▸ **WORK TO COMPLETE**: From the records below, please repeat exactly the line that has "filename src/test_helpers.rs", the line that has "let mut buf = Cursor::new(Vec::new());", and every line between them, and nothing else.

▸ **EXERCISE DATA**:
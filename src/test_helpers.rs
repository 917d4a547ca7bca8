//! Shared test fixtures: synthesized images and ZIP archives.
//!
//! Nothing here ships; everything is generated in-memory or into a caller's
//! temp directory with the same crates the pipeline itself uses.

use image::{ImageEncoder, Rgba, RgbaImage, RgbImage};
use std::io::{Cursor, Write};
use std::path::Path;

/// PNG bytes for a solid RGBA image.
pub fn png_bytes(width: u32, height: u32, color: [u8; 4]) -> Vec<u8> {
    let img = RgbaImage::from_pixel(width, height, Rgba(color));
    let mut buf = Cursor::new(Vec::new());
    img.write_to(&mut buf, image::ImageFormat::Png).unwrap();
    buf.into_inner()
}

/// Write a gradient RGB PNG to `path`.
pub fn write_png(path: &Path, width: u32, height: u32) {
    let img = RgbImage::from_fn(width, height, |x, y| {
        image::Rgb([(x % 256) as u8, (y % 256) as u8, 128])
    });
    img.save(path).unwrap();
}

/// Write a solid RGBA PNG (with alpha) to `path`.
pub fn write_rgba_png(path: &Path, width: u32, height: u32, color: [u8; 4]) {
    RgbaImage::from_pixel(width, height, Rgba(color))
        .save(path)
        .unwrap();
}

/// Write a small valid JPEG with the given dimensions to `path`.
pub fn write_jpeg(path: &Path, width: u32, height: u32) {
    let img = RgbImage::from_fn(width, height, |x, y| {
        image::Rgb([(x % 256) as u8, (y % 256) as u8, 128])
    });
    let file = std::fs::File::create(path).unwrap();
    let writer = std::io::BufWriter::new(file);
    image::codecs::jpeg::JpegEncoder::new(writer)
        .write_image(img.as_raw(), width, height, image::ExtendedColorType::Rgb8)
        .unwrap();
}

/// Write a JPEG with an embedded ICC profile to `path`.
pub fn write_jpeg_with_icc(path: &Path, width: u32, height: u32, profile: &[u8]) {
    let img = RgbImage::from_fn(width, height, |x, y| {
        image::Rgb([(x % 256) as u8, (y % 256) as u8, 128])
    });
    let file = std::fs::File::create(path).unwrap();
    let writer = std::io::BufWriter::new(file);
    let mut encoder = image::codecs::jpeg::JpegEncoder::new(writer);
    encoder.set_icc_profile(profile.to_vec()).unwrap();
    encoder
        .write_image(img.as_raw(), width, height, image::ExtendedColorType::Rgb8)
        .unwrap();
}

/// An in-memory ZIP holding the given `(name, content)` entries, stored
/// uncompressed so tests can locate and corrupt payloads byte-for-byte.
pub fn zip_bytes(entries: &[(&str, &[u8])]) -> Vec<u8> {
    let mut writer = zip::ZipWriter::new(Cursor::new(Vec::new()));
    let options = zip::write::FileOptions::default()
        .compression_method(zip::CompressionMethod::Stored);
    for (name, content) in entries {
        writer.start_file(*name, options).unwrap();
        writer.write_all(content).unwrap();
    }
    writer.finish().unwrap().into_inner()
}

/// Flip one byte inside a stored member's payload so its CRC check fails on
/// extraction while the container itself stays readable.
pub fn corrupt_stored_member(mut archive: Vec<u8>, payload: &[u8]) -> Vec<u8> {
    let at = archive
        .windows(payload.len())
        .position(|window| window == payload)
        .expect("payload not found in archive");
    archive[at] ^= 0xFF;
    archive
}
--
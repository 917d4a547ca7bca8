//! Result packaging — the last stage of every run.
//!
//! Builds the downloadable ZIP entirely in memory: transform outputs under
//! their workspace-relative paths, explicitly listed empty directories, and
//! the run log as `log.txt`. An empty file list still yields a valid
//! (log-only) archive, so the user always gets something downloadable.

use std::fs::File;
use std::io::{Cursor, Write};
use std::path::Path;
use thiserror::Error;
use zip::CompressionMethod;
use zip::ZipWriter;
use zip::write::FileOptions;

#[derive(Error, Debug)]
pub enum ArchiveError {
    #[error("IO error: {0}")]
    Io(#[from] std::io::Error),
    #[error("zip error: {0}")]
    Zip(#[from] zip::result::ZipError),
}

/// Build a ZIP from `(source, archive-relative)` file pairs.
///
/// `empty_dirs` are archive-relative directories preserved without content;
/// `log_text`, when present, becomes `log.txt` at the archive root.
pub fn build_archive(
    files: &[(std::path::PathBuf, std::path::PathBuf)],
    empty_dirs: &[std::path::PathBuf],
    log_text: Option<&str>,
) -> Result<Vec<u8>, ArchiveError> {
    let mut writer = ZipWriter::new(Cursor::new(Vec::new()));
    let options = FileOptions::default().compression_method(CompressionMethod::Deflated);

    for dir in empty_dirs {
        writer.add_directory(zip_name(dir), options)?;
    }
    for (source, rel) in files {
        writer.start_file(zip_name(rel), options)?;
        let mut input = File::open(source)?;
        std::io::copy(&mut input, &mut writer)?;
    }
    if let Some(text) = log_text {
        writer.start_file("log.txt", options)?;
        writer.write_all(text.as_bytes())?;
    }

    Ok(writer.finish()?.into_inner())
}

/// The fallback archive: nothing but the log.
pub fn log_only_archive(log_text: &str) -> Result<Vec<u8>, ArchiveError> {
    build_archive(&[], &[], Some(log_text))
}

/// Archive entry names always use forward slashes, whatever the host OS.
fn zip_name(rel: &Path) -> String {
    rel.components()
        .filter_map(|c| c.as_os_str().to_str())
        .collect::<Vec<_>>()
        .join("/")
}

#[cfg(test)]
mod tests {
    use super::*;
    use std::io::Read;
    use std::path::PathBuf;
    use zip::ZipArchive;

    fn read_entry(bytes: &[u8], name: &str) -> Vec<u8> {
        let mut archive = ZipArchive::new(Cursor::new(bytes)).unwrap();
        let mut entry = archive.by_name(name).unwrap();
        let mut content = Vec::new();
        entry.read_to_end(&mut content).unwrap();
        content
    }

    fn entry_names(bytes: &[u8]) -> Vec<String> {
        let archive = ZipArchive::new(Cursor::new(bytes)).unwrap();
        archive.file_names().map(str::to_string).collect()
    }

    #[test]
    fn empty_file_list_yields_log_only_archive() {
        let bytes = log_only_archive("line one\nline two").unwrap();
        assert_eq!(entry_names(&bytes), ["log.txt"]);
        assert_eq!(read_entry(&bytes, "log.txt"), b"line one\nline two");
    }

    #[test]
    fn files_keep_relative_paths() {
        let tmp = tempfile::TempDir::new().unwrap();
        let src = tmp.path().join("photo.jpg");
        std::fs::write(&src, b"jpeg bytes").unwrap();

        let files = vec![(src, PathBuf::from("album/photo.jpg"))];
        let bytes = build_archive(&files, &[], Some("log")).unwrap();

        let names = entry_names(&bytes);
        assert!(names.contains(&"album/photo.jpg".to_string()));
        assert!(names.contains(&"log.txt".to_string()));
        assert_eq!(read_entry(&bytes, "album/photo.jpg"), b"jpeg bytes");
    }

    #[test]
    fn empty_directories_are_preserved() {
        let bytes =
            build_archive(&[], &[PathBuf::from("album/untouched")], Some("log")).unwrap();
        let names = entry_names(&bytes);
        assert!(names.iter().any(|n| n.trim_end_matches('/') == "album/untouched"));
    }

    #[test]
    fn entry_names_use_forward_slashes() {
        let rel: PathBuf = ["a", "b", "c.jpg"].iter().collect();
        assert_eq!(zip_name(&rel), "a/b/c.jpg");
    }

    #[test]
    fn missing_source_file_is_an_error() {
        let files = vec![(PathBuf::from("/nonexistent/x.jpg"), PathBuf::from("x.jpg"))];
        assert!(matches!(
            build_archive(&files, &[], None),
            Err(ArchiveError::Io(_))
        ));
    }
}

▸ **TASK OUTPUT**:
filename src/test_helpers.rs
repository 917d4a547ca7bca8
//! Shared test fixtures: synthesized images and ZIP archives.
//!
//! Nothing here ships; everything is generated in-memory or into a caller's
//! temp directory with the same crates the pipeline itself uses.

use image::{ImageEncoder, Rgba, RgbaImage, RgbImage};
use std::io::{Cursor, Write};
use std::path::Path;

/// PNG bytes for a solid RGBA image.
pub fn png_bytes(width: u32, height: u32, color: [u8; 4]) -> Vec<u8> {
    let img = RgbaImage::from_pixel(width, height, Rgba(color));
    let mut buf = Cursor::new(Vec::new());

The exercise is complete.